The S3 uses gas struts to support the hood for easier service access. The Civic Type R uses a prop rod to support its heavy hood. It takes two hands to open the hood and set the prop rod, the prop rod gets in the way during maintenance and service, and the prop rod could be knocked out, causing the heavy hood to fall on the person maintaining or servicing the car.

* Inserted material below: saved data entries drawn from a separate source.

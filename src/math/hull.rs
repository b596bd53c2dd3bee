//! Convex hull and minimum-area bounding rectangle in 2D

use crate::core::types::Vec2;
use crate::math::rect::OrientedRect;

/// Areas below this are treated as degenerate
pub const AREA_EPSILON: f32 = 1e-9;

/// Z component of `(a - o) x (b - o)`; positive for a counter-clockwise turn
#[inline]
pub fn cross(o: Vec2, a: Vec2, b: Vec2) -> f32 {
    (a - o).perp_dot(b - o)
}

/// Convex hull by Andrew's monotone chain.
///
/// Returns indices into `points`, counter-clockwise, starting at the lowest-x
/// (then lowest-y) point. Duplicate and collinear points are dropped, so a
/// collinear input yields its two extreme points.
pub fn convex_hull(points: &[Vec2]) -> Vec<usize> {
    let mut order: Vec<usize> = (0..points.len()).collect();
    order.sort_by(|&a, &b| {
        points[a].x.total_cmp(&points[b].x)
            .then(points[a].y.total_cmp(&points[b].y))
    });
    order.dedup_by(|a, b| points[*a] == points[*b]);

    if order.len() < 3 {
        return order;
    }

    let mut lower: Vec<usize> = Vec::with_capacity(order.len());
    for &i in &order {
        while lower.len() >= 2
            && cross(points[lower[lower.len() - 2]], points[lower[lower.len() - 1]], points[i]) <= 0.0
        {
            lower.pop();
        }
        lower.push(i);
    }

    let mut upper: Vec<usize> = Vec::with_capacity(order.len());
    for &i in order.iter().rev() {
        while upper.len() >= 2
            && cross(points[upper[upper.len() - 2]], points[upper[upper.len() - 1]], points[i]) <= 0.0
        {
            upper.pop();
        }
        upper.push(i);
    }

    lower.pop();
    upper.pop();
    lower.extend(upper);
    lower
}

/// Signed polygon area (shoelace); positive for counter-clockwise winding
pub fn signed_area(polygon: &[Vec2]) -> f32 {
    if polygon.len() < 3 {
        return 0.0;
    }
    let mut sum = 0.0;
    for i in 0..polygon.len() {
        let a = polygon[i];
        let b = polygon[(i + 1) % polygon.len()];
        sum += a.perp_dot(b);
    }
    sum * 0.5
}

/// Minimum-area enclosing rectangle of a convex hull.
///
/// Rotating-calipers argument: the optimal rectangle has one side collinear
/// with a hull edge, so every edge direction is tried. Returns `None` for
/// hulls with fewer than 3 points or (near) zero area.
pub fn min_area_rect(hull: &[Vec2]) -> Option<OrientedRect> {
    if hull.len() < 3 || signed_area(hull).abs() <= AREA_EPSILON {
        return None;
    }

    let mut best: Option<(f32, OrientedRect)> = None;
    for i in 0..hull.len() {
        let edge = hull[(i + 1) % hull.len()] - hull[i];
        let Some(axis) = edge.try_normalize() else {
            continue;
        };
        let normal = axis.perp();

        let (mut min_u, mut max_u) = (f32::INFINITY, f32::NEG_INFINITY);
        let (mut min_v, mut max_v) = (f32::INFINITY, f32::NEG_INFINITY);
        for &p in hull {
            let u = p.dot(axis);
            let v = p.dot(normal);
            min_u = min_u.min(u);
            max_u = max_u.max(u);
            min_v = min_v.min(v);
            max_v = max_v.max(v);
        }

        let area = (max_u - min_u) * (max_v - min_v);
        if best.as_ref().is_none_or(|(best_area, _)| area < *best_area) {
            let center_u = (min_u + max_u) * 0.5;
            let center_v = (min_v + max_v) * 0.5;
            best = Some((area, OrientedRect {
                center: axis * center_u + normal * center_v,
                axis,
                half_extents: Vec2::new((max_u - min_u) * 0.5, (max_v - min_v) * 0.5),
            }));
        }
    }

    best.map(|(_, rect)| rect)
}

#[cfg(test)]
mod tests {
    use super::*;

    #[test]
    fn test_square_with_interior_point() {
        let pts = [
            Vec2::new(0.0, 0.0),
            Vec2::new(1.0, 0.0),
            Vec2::new(0.5, 0.5),
            Vec2::new(1.0, 1.0),
            Vec2::new(0.0, 1.0),
        ];
        let hull = convex_hull(&pts);
        assert_eq!(hull.len(), 4);
        assert!(!hull.contains(&2));
        let poly: Vec<Vec2> = hull.iter().map(|&i| pts[i]).collect();
        assert!((signed_area(&poly) - 1.0).abs() < 1e-6);
    }

    #[test]
    fn test_collinear_points() {
        let pts = [Vec2::new(0.0, 0.0), Vec2::new(1.0, 1.0), Vec2::new(2.0, 2.0)];
        let hull = convex_hull(&pts);
        assert_eq!(hull, vec![0, 2]);
        let poly: Vec<Vec2> = pts.to_vec();
        assert!(min_area_rect(&poly).is_none());
    }

    #[test]
    fn test_duplicates_removed() {
        let pts = [Vec2::ZERO, Vec2::ZERO, Vec2::X, Vec2::Y];
        assert_eq!(convex_hull(&pts).len(), 3);
    }

    #[test]
    fn test_min_area_rect_rotated_square() {
        // Unit square rotated 45 degrees: AABB area is 2, OBB area is 1
        let h = std::f32::consts::FRAC_1_SQRT_2;
        let hull = [
            Vec2::new(0.0, -h),
            Vec2::new(h, 0.0),
            Vec2::new(0.0, h),
            Vec2::new(-h, 0.0),
        ];
        let obb = min_area_rect(&hull).unwrap();
        assert!((obb.area() - 1.0).abs() < 1e-5);
        assert!(obb.center.length() < 1e-5);
    }
}
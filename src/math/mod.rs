//! Mathematical utilities and data structures

pub mod aabb;
pub mod hash;
pub mod hull;
pub mod rect;
pub mod rng;

pub use aabb::Aabb;
pub use hash::ContentHasher;
pub use rect::{OrientedRect, Rect};
pub use rng::SimpleRng;

/// Linear interpolation
#[inline]
pub fn lerp(a: f32, b: f32, t: f32) -> f32 {
    a + (b - a) * t
}

/// Hermite smoothstep on [0, 1]
#[inline]
pub fn smoothstep(t: f32) -> f32 {
    let t = t.clamp(0.0, 1.0);
    t * t * (3.0 - 2.0 * t)
}
//! The branch descriptor: complete input of a generation pass

use std::collections::HashSet;

use serde::{Deserialize, Serialize};

use crate::core::types::Vec3;
use crate::core::{Error, Result};
use crate::params::bending::BendingParams;
use crate::params::branch::{BranchLevel, TrunkParams};
use crate::params::curve::Curve;
use crate::params::range::MinMax;
use crate::params::sprout::{ShapeMode, SproutDescriptor};
use crate::params::style::{SproutStyle, StyleChannel, VariationMode};
use crate::params::trunk::{IntegrationMode, TrunkMeshParams};

/// Tree presets
#[derive(Debug, Clone, Copy, PartialEq, Eq, Hash, Default, Serialize, Deserialize)]
pub enum TreePreset {
    /// Spreading crown, two branch levels, rooted base
    #[default]
    Broadleaf,
    /// Drooping branches pulled down at the tips
    Willow,
    /// Tall trunk with short near-horizontal whorls
    Conifer,
}

/// Full parameter set of one tree
#[derive(Debug, Clone, PartialEq, Serialize, Deserialize)]
#[serde(default)]
pub struct BranchDescriptor {
    pub seed: u64,
    /// Number of child levels instantiated below the trunk
    pub active_levels: usize,
    pub trunk: TrunkParams,
    pub levels: Vec<BranchLevel>,
    pub roots: Option<BranchLevel>,
    pub bending: BendingParams,
    pub trunk_mesh: TrunkMeshParams,
    pub sprouts: Vec<SproutDescriptor>,
    pub styles: Vec<SproutStyle>,
}

impl Default for BranchDescriptor {
    fn default() -> Self {
        Self::preset(TreePreset::Broadleaf)
    }
}

impl BranchDescriptor {
    /// Bare trunk: no child levels, no roots, no sprouts, no deformation
    pub fn trunk_only(girth_at_base: f32, girth_at_top: f32) -> Self {
        Self {
            seed: 0,
            active_levels: 0,
            trunk: TrunkParams {
                length: MinMax::fixed(4.0),
                girth_at_base,
                girth_at_top,
                girth_curve: Curve::linear(0.0, 1.0),
                segments: 4,
            },
            levels: Vec::new(),
            roots: None,
            bending: BendingParams::disabled(),
            trunk_mesh: TrunkMeshParams::default(),
            sprouts: Vec::new(),
            styles: Vec::new(),
        }
    }

    pub fn preset(preset: TreePreset) -> Self {
        match preset {
            TreePreset::Broadleaf => Self::broadleaf(),
            TreePreset::Willow => Self::willow(),
            TreePreset::Conifer => Self::conifer(),
        }
    }

    fn broadleaf() -> Self {
        let level2 = BranchLevel {
            min_frequency: 3,
            max_frequency: 5,
            length_at_base: MinMax::new(0.6, 0.8),
            length_at_top: MinMax::new(0.3, 0.4),
            segments: 3,
            ..Default::default()
        };
        Self {
            seed: 12345,
            active_levels: 2,
            trunk: TrunkParams::default(),
            levels: vec![BranchLevel::default(), level2],
            roots: Some(BranchLevel::roots()),
            bending: BendingParams::default(),
            trunk_mesh: TrunkMeshParams {
                integration_mode: IntegrationMode::Adaptative,
                ..Default::default()
            },
            sprouts: vec![SproutDescriptor { style_id: Some(0), ..Default::default() }],
            styles: vec![SproutStyle::default()],
        }
    }

    fn willow() -> Self {
        let mut desc = Self::broadleaf();
        desc.trunk.length = MinMax::new(3.0, 3.5);
        desc.levels[0].alignment_at_base = MinMax::new(40.0, 55.0);
        desc.levels[1].length_at_base = MinMax::new(1.2, 1.6);
        desc.levels[1].length_at_top = MinMax::new(0.9, 1.2);
        desc.bending.direction = Vec3::NEG_Y;
        desc.bending.force_at_tips = 0.45;
        desc.trunk_mesh.integration_mode = IntegrationMode::SimulateRoots;
        desc.sprouts[0].shape_mode = ShapeMode::GridPlane;
        desc.sprouts[0].width = 0.12;
        desc.sprouts[0].height = 0.5;
        desc.sprouts[0].gravity_bending_at_top = 0.5;
        desc.styles[0].color = Vec3::new(0.45, 0.75, 0.35);
        desc
    }

    fn conifer() -> Self {
        let mut desc = Self::broadleaf();
        desc.active_levels = 1;
        desc.trunk.length = MinMax::new(7.0, 8.0);
        desc.trunk.girth_at_top = 0.03;
        desc.levels.truncate(1);
        desc.levels[0].min_frequency = 12;
        desc.levels[0].max_frequency = 16;
        desc.levels[0].range = MinMax::new(0.15, 0.95);
        desc.levels[0].length_at_base = MinMax::new(1.8, 2.2);
        desc.levels[0].length_at_top = MinMax::new(0.3, 0.5);
        desc.levels[0].alignment_at_base = MinMax::new(80.0, 95.0);
        desc.levels[0].alignment_at_top = MinMax::new(60.0, 75.0);
        desc.roots = None;
        desc.trunk_mesh.integration_mode = IntegrationMode::SimulateRoots;
        desc.sprouts[0].shape_mode = ShapeMode::Cross;
        desc.sprouts[0].width = 0.2;
        desc.sprouts[0].height = 0.3;
        desc.sprouts[0].min_level = 1;
        desc.styles[0].color = Vec3::new(0.1, 0.28, 0.12);
        desc.styles[0].shade = StyleChannel::varying(0.3, 0.0, VariationMode::Hierarchy);
        desc
    }

    /// Validate the whole descriptor. Fails fast on the first problem.
    pub fn validate(&self) -> Result<()> {
        if self.active_levels > self.levels.len() {
            return Err(Error::validation(format!(
                "active_levels {} exceeds the {} defined levels",
                self.active_levels,
                self.levels.len()
            )));
        }
        self.trunk.validate()?;
        for (i, level) in self.levels.iter().take(self.active_levels).enumerate() {
            level.validate(&format!("levels[{}]", i))?;
        }
        if let Some(roots) = &self.roots {
            roots.validate("roots")?;
        }
        self.bending.validate()?;
        self.trunk_mesh.validate()?;

        let mut style_ids = HashSet::new();
        for style in &self.styles {
            style.validate()?;
            if !style_ids.insert(style.id) {
                return Err(Error::validation(format!("duplicate style id {}", style.id)));
            }
        }
        for (i, sprout) in self.sprouts.iter().enumerate() {
            sprout.validate(&format!("sprouts[{}]", i))?;
            if let Some(id) = sprout.style_id {
                if !style_ids.contains(&id) {
                    return Err(Error::validation(format!("sprouts[{}] references unknown style {}", i, id)));
                }
            }
        }
        Ok(())
    }

    pub fn style(&self, id: u32) -> Option<&SproutStyle> {
        self.styles.iter().find(|s| s.id == id)
    }

    /// Parse a descriptor from JSON and validate it
    pub fn from_json(json: &str) -> Result<Self> {
        let desc: Self = serde_json::from_str(json)?;
        desc.validate()?;
        Ok(desc)
    }
}

#[cfg(test)]
mod tests {
    use super::*;

    #[test]
    fn test_presets_valid() {
        for preset in [TreePreset::Broadleaf, TreePreset::Willow, TreePreset::Conifer] {
            let desc = BranchDescriptor::preset(preset);
            assert!(desc.validate().is_ok(), "{:?} invalid", preset);
        }
    }

    #[test]
    fn test_willow_bends_down() {
        let willow = BranchDescriptor::preset(TreePreset::Willow);
        assert!(willow.bending.direction.y < 0.0);
    }

    #[test]
    fn test_active_levels_beyond_defined() {
        let mut desc = BranchDescriptor::default();
        desc.active_levels = 5;
        assert!(matches!(desc.validate(), Err(Error::Validation(_))));
    }

    #[test]
    fn test_unknown_style_rejected() {
        let mut desc = BranchDescriptor::default();
        desc.sprouts[0].style_id = Some(42);
        assert!(desc.validate().is_err());
    }

    #[test]
    fn test_json_partial_document() {
        let desc = BranchDescriptor::from_json(r#"{ "seed": 7, "active_levels": 1 }"#).unwrap();
        assert_eq!(desc.seed, 7);
        assert_eq!(desc.active_levels, 1);
        assert_eq!(desc.levels.len(), 2);
    }

    #[test]
    fn test_json_round_trip() {
        let desc = BranchDescriptor::preset(TreePreset::Conifer);
        let json = serde_json::to_string(&desc).unwrap();
        assert_eq!(BranchDescriptor::from_json(&json).unwrap(), desc);
    }
}
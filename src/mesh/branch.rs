//! Tapered tubes for every non-trunk branch, roots included

use crate::mesh::tube::{connect_rings, push_ring, transport_frames};
use crate::mesh::MeshData;
use crate::params::BranchDescriptor;
use crate::skeleton::{Branch, Skeleton};

/// Fewest ring segments any branch gets
const MIN_RADIAL_SEGMENTS: u32 = 3;

/// Triangle id shared by every root tube, kept clear of branch levels
pub const ROOT_ELEMENT_ID: u32 = u32::MAX;

pub struct BranchMeshBuilder<'a> {
    descriptor: &'a BranchDescriptor,
    resolution_scale: f32,
}

impl<'a> BranchMeshBuilder<'a> {
    pub fn new(descriptor: &'a BranchDescriptor) -> Self {
        Self { descriptor, resolution_scale: 1.0 }
    }

    pub fn with_resolution_scale(mut self, scale: f32) -> Self {
        self.resolution_scale = scale.max(0.0);
        self
    }

    /// Ring segments at `level`; each level halves the trunk's count
    pub fn radial_segments(&self, level: u32) -> u32 {
        let trunk = self.descriptor.trunk_mesh.radial_segments() as f32 * self.resolution_scale;
        ((trunk / (1u32 << level.min(16)) as f32).round() as u32).max(MIN_RADIAL_SEGMENTS)
    }

    /// One ring per node; triangle ids carry the branch level, or
    /// [`ROOT_ELEMENT_ID`] for roots
    pub fn build(&self, skeleton: &Skeleton) -> MeshData {
        let mut mesh = MeshData::new();
        for branch in skeleton.branches().iter().skip(1) {
            self.build_branch(skeleton, branch, &mut mesh);
        }
        log::debug!(
            "Branch meshes: {} branches, {} vertices, {} triangles",
            skeleton.branch_count().saturating_sub(1),
            mesh.vertex_count(),
            mesh.triangle_count()
        );
        mesh
    }

    fn build_branch(&self, skeleton: &Skeleton, branch: &Branch, mesh: &mut MeshData) {
        if branch.nodes.len() < 2 {
            return;
        }
        let nodes: Vec<_> = branch.nodes.iter().map(|&n| &skeleton.nodes()[n]).collect();
        let tangents: Vec<_> = nodes
            .iter()
            .enumerate()
            .map(|(k, node)| {
                let incoming = (k > 0).then(|| node.position - nodes[k - 1].position);
                let outgoing = nodes.get(k + 1).map(|next| next.position - node.position);
                let sum = incoming.unwrap_or_default().normalize_or_zero()
                    + outgoing.unwrap_or_default().normalize_or_zero();
                sum.normalize_or(node.direction)
            })
            .collect();
        let frames = transport_frames(&tangents);

        let segments = self.radial_segments(branch.level);
        let id = if branch.is_root { ROOT_ELEMENT_ID } else { branch.level };
        let mut previous = None;
        let mut travelled = 0.0;
        for (k, (node, rotation)) in nodes.iter().zip(frames).enumerate() {
            if k > 0 {
                travelled += node.position.distance(nodes[k - 1].position);
            }
            let v = if branch.length > 0.0 { travelled / branch.length } else { 0.0 };
            let ring = push_ring(mesh, node.position, rotation, segments, v, |_, _| node.radius);
            if let Some(bottom) = previous {
                connect_rings(mesh, bottom, ring, segments, id);
            }
            previous = Some(ring);
        }
    }
}

#[cfg(test)]
mod tests {
    use super::*;
    use crate::params::BranchLevel;

    #[test]
    fn test_trunk_only_has_no_branch_mesh() {
        let desc = BranchDescriptor::trunk_only(0.4, 0.2);
        let skel = Skeleton::build(&desc).unwrap();
        assert!(BranchMeshBuilder::new(&desc).build(&skel).is_empty());
    }

    #[test]
    fn test_tube_counts_and_ids() {
        let mut desc = BranchDescriptor::trunk_only(0.4, 0.2);
        desc.levels = vec![BranchLevel { min_frequency: 2, max_frequency: 2, segments: 3, ..Default::default() }];
        desc.active_levels = 1;
        let skel = Skeleton::build(&desc).unwrap();
        let builder = BranchMeshBuilder::new(&desc);
        let mesh = builder.build(&skel);
        let radial = builder.radial_segments(1) as usize;
        assert_eq!(radial, 4);
        assert_eq!(mesh.vertex_count(), 2 * 4 * radial);
        assert_eq!(mesh.triangle_count(), 2 * 3 * radial * 2);
        assert!(mesh.triangle_ids.iter().all(|&id| id == 1));
        assert!(mesh.is_consistent());
    }

    #[test]
    fn test_roots_carry_their_own_id() {
        let mut desc = BranchDescriptor::trunk_only(0.4, 0.2);
        desc.levels = vec![BranchLevel { min_frequency: 2, max_frequency: 2, segments: 3, ..Default::default() }];
        desc.active_levels = 1;
        desc.roots = Some(BranchLevel::roots());
        let skel = Skeleton::build(&desc).unwrap();
        assert!(skel.root_branches().count() > 0);
        let mesh = BranchMeshBuilder::new(&desc).build(&skel);
        let roots = mesh.triangle_ids.iter().filter(|&&id| id == ROOT_ELEMENT_ID).count();
        let level_one = mesh.triangle_ids.iter().filter(|&&id| id == 1).count();
        assert!(roots > 0);
        assert!(level_one > 0);
        assert_eq!(roots + level_one, mesh.triangle_count());
    }

    #[test]
    fn test_rings_follow_node_radius() {
        let mut desc = BranchDescriptor::trunk_only(0.4, 0.2);
        desc.levels = vec![BranchLevel { min_frequency: 1, max_frequency: 1, ..Default::default() }];
        desc.active_levels = 1;
        let skel = Skeleton::build(&desc).unwrap();
        let builder = BranchMeshBuilder::new(&desc);
        let mesh = builder.build(&skel);
        let radial = builder.radial_segments(1) as usize;
        let branch = &skel.branches()[1];
        for (k, &n) in branch.nodes.iter().enumerate() {
            let node = &skel.nodes()[n];
            for p in &mesh.positions[k * radial..(k + 1) * radial] {
                assert!((p.distance(node.position) - node.radius).abs() < 1e-4);
            }
        }
    }

    #[test]
    fn test_level_halves_segments() {
        let desc = BranchDescriptor::default();
        let builder = BranchMeshBuilder::new(&desc);
        let trunk = desc.trunk_mesh.radial_segments();
        assert_eq!(builder.radial_segments(0), trunk);
        assert!(builder.radial_segments(1) <= trunk);
        assert_eq!(builder.radial_segments(12), MIN_RADIAL_SEGMENTS);
    }
}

J.D. Power and Associates surveys of service recipients show that Audi service is better than Honda. J.D. Power ranks Audi 8th in service department satisfaction (above the industry average). With a 42% lower rating, Honda is ranked 23rd.
The power windows standard on both the S3 and the Civic Type R have locks to prevent small children from operating them. When the lock on the S3 is engaged the driver can still operate all of the windows, for instance to close one opened by a child. The Civic Type R prevents the driver from operating the other windows just as it does the other passengers.
The S3’s front and rear power windows all open or close fully with one touch of the switches, making it more convenient at drive-up windows and toll booths, or when talking with someone outside the car. The Civic Type R’s rear power window switches have to be held the entire time to open or close them fully.
The S3’s rain-sensitive wipers adjust their speed and turn on and off automatically based on the amount of rainfall on the windshield. This allows the driver to concentrate on driving without constantly adjusting the wipers. The Civic Type R’s manually variable intermittent wipers have to be constantly adjusted.
Heated windshield washer nozzles are standard on the S3 to prevent washer fluid and nozzles from freezing and help continue to keep the windshield clear in sub-freezing temperatures. The Civic Type R doesn’t offer heated windshield washer nozzles.
In poor weather, headlights can lose their effectiveness as grime builds up on their lenses. This can reduce visibility without the driver realizing. The S3 has standard headlight washers to keep headlight output high. The Civic Type R doesn’t offer headlight washers.
The S3’s standard rear and side view mirrors have an automatic dimming feature. These mirrors can be set to automatically darken quickly when headlights shine on them, keeping following vehicles from blinding or distracting the driver. The Civic Type R offers an automatic rear view mirror, but its side mirrors don’t dim.
Both the S3 and the Civic Type R offer rear vents. For greater rear passenger comfort, the S3 has standard rear air conditioning vents to keep rear occupants cool in summer or warm in winter. The Civic Type R doesn’t offer rear air conditioning vents, only heat vents.
To quickly and conveniently keep personal devices charged without cables tangling and wearing out, the Audi S3 Premium Plus has a standard wireless phone charging system (Qi) in the center console. The Civic Type R doesn’t offer wireless personal charging.
The S3 Premium Plus’ optional Park Steering Assist can parallel park or back into a parking spot by itself, with the driver only controlling speed with the brake pedal. The Civic Type R doesn’t offer an automated parking system.